Nel tentativo di migliorare la fattibilità e la performance diagnostica della RMC nella valutazione dei pazienti cardiologici, una serie di sviluppi sia tecnologici che metodologici sono in fase attiva di introduzione nella pratica clinica. L'impiego di scanner ad elevata intensità di campo (3 Tesla) consente di ottenere immagini con maggiore rapporto contrasto/ rumore e potenzialmente con un più elevato contenuto informativo ai fini diagnostici (19) Tuttavia, l'impiego clinico estensivo di scanner da 3 Tesla per esami di RMC è ancora in parte contenuto dalla necessità di superare una serietdi limiti tecnici principalmente legati ad una maggiore incidenza di artefatti.
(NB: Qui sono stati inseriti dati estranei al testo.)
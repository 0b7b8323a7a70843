//! Provider trait — the abstraction over the model backend.
//!
//! A Provider sends a conversation plus a tool catalogue to a language model
//! and returns exactly one response. Retries and rate limiting belong to the
//! implementation, never to the agent loop.

use async_trait::async_trait;
use serde::{Deserialize, Serialize};
use crate::error::ProviderError;
use crate::message::Message;

/// Configuration for a provider request.
#[derive(Debug, Clone, Serialize, Deserialize)]
pub struct ProviderRequest {
    /// The model to use (e.g., "gpt-4-turbo-preview")
    pub model: String,

    /// The conversation messages
    pub messages: Vec<Message>,

    /// Temperature (0.0 = deterministic, 1.0 = creative)
    #[serde(default = "default_temperature")]
    pub temperature: f32,

    /// Maximum tokens to generate
    #[serde(default, skip_serializing_if = "Option::is_none")]
    pub max_tokens: Option<u32>,

    /// Available tools the model can call
    #[serde(default, skip_serializing_if = "Vec::is_empty")]
    pub tools: Vec<ToolDefinition>,
}

fn default_temperature() -> f32 {
    0.2
}

/// A tool definition sent to the model so it knows what it can call.
#[derive(Debug, Clone, PartialEq, Serialize, Deserialize)]
pub struct ToolDefinition {
    /// The tool name
    pub name: String,

    /// Description of what the tool does
    pub description: String,

    /// JSON Schema describing the tool's parameters
    pub parameters: serde_json::Value,
}

impl ToolDefinition {
    /// Names listed in the schema's top-level `required` array.
    pub fn required_fields(&self) -> Vec<&str> {
        self.parameters["required"]
            .as_array()
            .map(|fields| fields.iter().filter_map(|f| f.as_str()).collect())
            .unwrap_or_default()
    }
}

/// A complete response from a provider.
#[derive(Debug, Clone, Serialize, Deserialize)]
pub struct ProviderResponse {
    /// The generated message
    pub message: Message,

    /// Token usage statistics
    pub usage: Option<Usage>,

    /// Which model actually responded (may differ from requested)
    pub model: String,
}

/// Token usage information.
#[derive(Debug, Clone, Serialize, Deserialize)]
pub struct Usage {
    pub prompt_tokens: u32,
    pub completion_tokens: u32,
    pub total_tokens: u32,
}

/// The ModelClient seam.
///
/// The agent loop calls `complete()` once per turn without knowing which
/// backend answers.
#[async_trait]
pub trait Provider: Send + Sync {
    /// A human-readable name for this provider (e.g., "openai").
    fn name(&self) -> &str;

    /// Send a request and get a complete response.
    async fn complete(&self, request: ProviderRequest) -> std::result::Result<ProviderResponse, ProviderError>;

    /// List available models for this provider.
    async fn list_models(&self) -> std::result::Result<Vec<String>, ProviderError> {
        Ok(Vec::new())
    }

    /// Whether the configured credentials can use `model`.
    ///
    /// Default implementation checks membership in `list_models()`.
    async fn has_model(&self, model: &str) -> std::result::Result<bool, ProviderError> {
        Ok(self.list_models().await?.iter().any(|m| m == model))
    }

    /// Health check — can we reach the provider?
    async fn health_check(&self) -> std::result::Result<bool, ProviderError> {
        Ok(true)
    }
}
Utilizzando bobine di superficie multi-elemento, disegnate per studi cardiologici ed algoritmi di accelerazione dell'acquisizione delle immagini (es. k-t SENSE e k-t BLAST), è possibile aumentare in maniera significativa sia la velocità di acquisizione delle immagini che i livelli di risoluzione spaziale Infine, studi recenti hanno verificato la fattibilità dello studio della perfusione miocardica basato sulla valutazione delle variazioni nei livelli di ossigenazione ematica (21 ) Il miocardio ischemico si caratterizza per la presenza di aumentati livelli di desossiemoglobina, la quale possiede proprietà paramagnetiche che ne fanno un ideale mezzo di contrasto endogeno per la RMC. Tali tecniche, promettono di costituire una valida alternativa a quelle basate sull'impiego di mezzi di contrasto a base di gadolinio per la valutazione dell'ischemia miocardica con RMC.